En los años 80, el Chevrolet Corvette ya era un coche de leyenda. En su cuarta generación (también conocida como 'C4'), fue uno de los coches más deseados del mundo en su momento, así como uno de los más rápidos.

También fueron los primeros años de Callaway, una empresa estadounidense dirigida por el empresario Reeves Callaway, que se especializaba en kits de conversión de Corvette, para hacerlos todavía más especiales.

La empresa tuvo un gran éxito en 1988 cuando tomó un Corvette C4 y construyó una versión extrema capaz de alcanzar 410 km/h. Como dicen los americanos, ese modelo, rebautizado como 'SledgeHammer', se convirtió inmediatamente en un clásico instantáneo, un coche destinado a pasar a la historia por su récord de velocidad.

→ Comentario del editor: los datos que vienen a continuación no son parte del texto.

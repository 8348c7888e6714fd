/*!
`updog` checks for and applies application updates from the command line.

```text
updog check-update      print the available update, if any
updog update            check and apply
```

Global options: `--config PATH` (default `/etc/updog.toml`), `--log-level LEVEL`, `--json`.
Exits 0 for "no update", "update available" and "applied", and 1 when the check or apply
failed.
*/

#![warn(clippy::pedantic)]

use argh::FromArgs;
use simplelog::{ColorChoice, Config as LogConfig, LevelFilter, TermLogger, TerminalMode};
use snafu::{ErrorCompat, ResultExt};
use std::path::PathBuf;
use updog::config::DEFAULT_CONFIG_PATH;
use updog::{bootstrap, Config, Outcome, Updater};

/// Show whether an update is available
#[derive(Debug, FromArgs)]
#[argh(subcommand, name = "check-update")]
struct CheckUpdateArgs {}

/// Apply the newest update, if there is one
#[derive(Debug, FromArgs)]
#[argh(subcommand, name = "update")]
struct UpdateArgs {}

#[derive(FromArgs, Debug)]
#[argh(subcommand)]
enum Command {
    CheckUpdate(CheckUpdateArgs),
    Update(UpdateArgs),
}

#[derive(FromArgs, Debug)]
/// Check for and apply application updates.
struct TopLevel {
    /// path to the configuration file
    #[argh(option, default = "PathBuf::from(DEFAULT_CONFIG_PATH)")]
    config: PathBuf,

    /// log level: trace, debug, info, warn or error
    #[argh(option, default = "LevelFilter::Info")]
    log_level: LevelFilter,

    /// JSON-formatted output
    #[argh(switch, short = 'j')]
    json: bool,

    #[argh(subcommand)]
    cmd: Command,
}

fn output(json: bool, outcome: &Outcome) -> Result<()> {
    if json {
        println!(
            "{}",
            serde_json::to_string_pretty(outcome).context(error::SerializeSnafu)?
        );
        return Ok(());
    }
    match outcome {
        Outcome::NoUpdate => eprintln!("No update available"),
        Outcome::UpdateAvailable(update) => println!("{} {}", update.name, update.version),
        Outcome::Applied {
            version,
            restart_required,
        } => {
            println!("Update applied: {version}");
            if *restart_required {
                eprintln!("Restart the application to run the new version");
            }
        }
        Outcome::Failed { reason, message } => eprintln!("Update failed ({reason}): {message}"),
    }
    Ok(())
}

fn main_inner() -> Result<Outcome> {
    let args: TopLevel = argh::from_env();

    // TerminalMode::Mixed will send errors to stderr and anything less to stdout.
    TermLogger::init(
        args.log_level,
        LogConfig::default(),
        TerminalMode::Mixed,
        ColorChoice::Auto,
    )
    .context(error::LoggerSnafu)?;

    let config = Config::load(&args.config).context(error::UpdogSnafu)?;
    bootstrap::init(&config).context(error::UpdogSnafu)?;

    let runtime = tokio::runtime::Builder::new_multi_thread()
        .enable_all()
        .build()
        .context(error::RuntimeSnafu)?;
    let outcome = runtime.block_on(async {
        let updater = Updater::new(config).context(error::UpdogSnafu)?;
        Ok::<_, error::Error>(match args.cmd {
            Command::CheckUpdate(_) => updater.check().await,
            Command::Update(_) => updater.check_and_apply().await,
        })
    })?;
    output(args.json, &outcome)?;
    Ok(outcome)
}

fn main() -> ! {
    std::process::exit(match main_inner() {
        Ok(Outcome::Failed { .. }) => 1,
        Ok(_) => 0,
        Err(err) => {
            eprintln!("{err}");
            if let Some(var) = std::env::var_os("RUST_BACKTRACE") {
                if var != "0" {
                    if let Some(backtrace) = err.backtrace() {
                        eprintln!("\n{backtrace:?}");
                    }
                }
            }
            1
        }
    })
}

mod error {
    use snafu::Snafu;

    #[derive(Debug, Snafu)]
    #[snafu(visibility(pub(super)))]
    pub(super) enum Error {
        #[snafu(display("Logger setup error: {}", source))]
        Logger { source: log::SetLoggerError },

        #[snafu(display("Failed to initialize async runtime: {}", source))]
        Runtime { source: std::io::Error },

        #[snafu(display("Failed to serialize output: {}", source))]
        Serialize { source: serde_json::Error },

        #[snafu(display("{}", source))]
        Updog {
            #[snafu(backtrace)]
            source: updog::Error,
        },
    }
}

type Result<T> = std::result::Result<T, error::Error>;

Galería: Chevrolet Corvette Callaway SledgeHammer 1988

Ese mismo modelo está ahora en subasta en la página de Bring A Trailer. No queda mucho tiempo para comprarlo, y tendrás que estar preparado para desembolsar una suma bastante considerable de dinero. Estás avisado.

El Callaway Sledgehammer estaba equipado con un motor 5.7 V8 con doble turbocompresor, que rendía 892 CV y 1.046 Nm de par motor, asociado a una caja manual, del especialista ZF, con seis velocidades.

Incluso en la actualidad serían cifras increíbles para cualquier coche, y mucho más en su época, en la que el coche de producción más potente del mundo era el Ferrari F40 con 478 CV y una velocidad máxima de 326 km/h.

Chevrolet Corvette Callaway SledgeHammer 1988

Callaway estableció el récord en octubre de 1988 en la pista oval del Centro de Investigación del Transporte de Ohio. El coche alcanzó la increíble velocidad con un juego de neumáticos especiales suministrados por Goodyear. Estas ruedas, desgraciadamente, no están montadas en el modelo de la subasta, pero en cualquier caso, dispone de unas Goodyear Eagle ZR40 de alto rendimiento.

El Corvette SledgeHammer se parece mucho a los modelos de la época. El cuidado de Callaway se reconoce por los paragolpes más agresivos y las tomas de aire más pronunciadas cerca de las ruedas para permitir una ventilación más eficaz a los frenos.

Chevrolet Corvette Callaway SledgeHammer 1988

El habitáculo, en cambio, es perfectamente idéntico al de un Corvette de serie. Así, hay asientos con ajustes eléctricos, climatizador automático, elevalunas eléctricos y un equipo de música Delco Bose con reproductor de casetes. Callaway añadió un extintor y cinturones de seguridad de cuatro puntos.

El vehículo en venta ha recorrido poco más de 3.000 kilómetros y se sometió a una serie de revisiones del motor en 2018. Las ofertas se han disparado en pocos días hasta alcanzar los 425.000 dólares (unos 350.000 euros al cambio actual) y es probable que el precio suba más, puesto que los coleccionistas pujarán hasta el último segundo.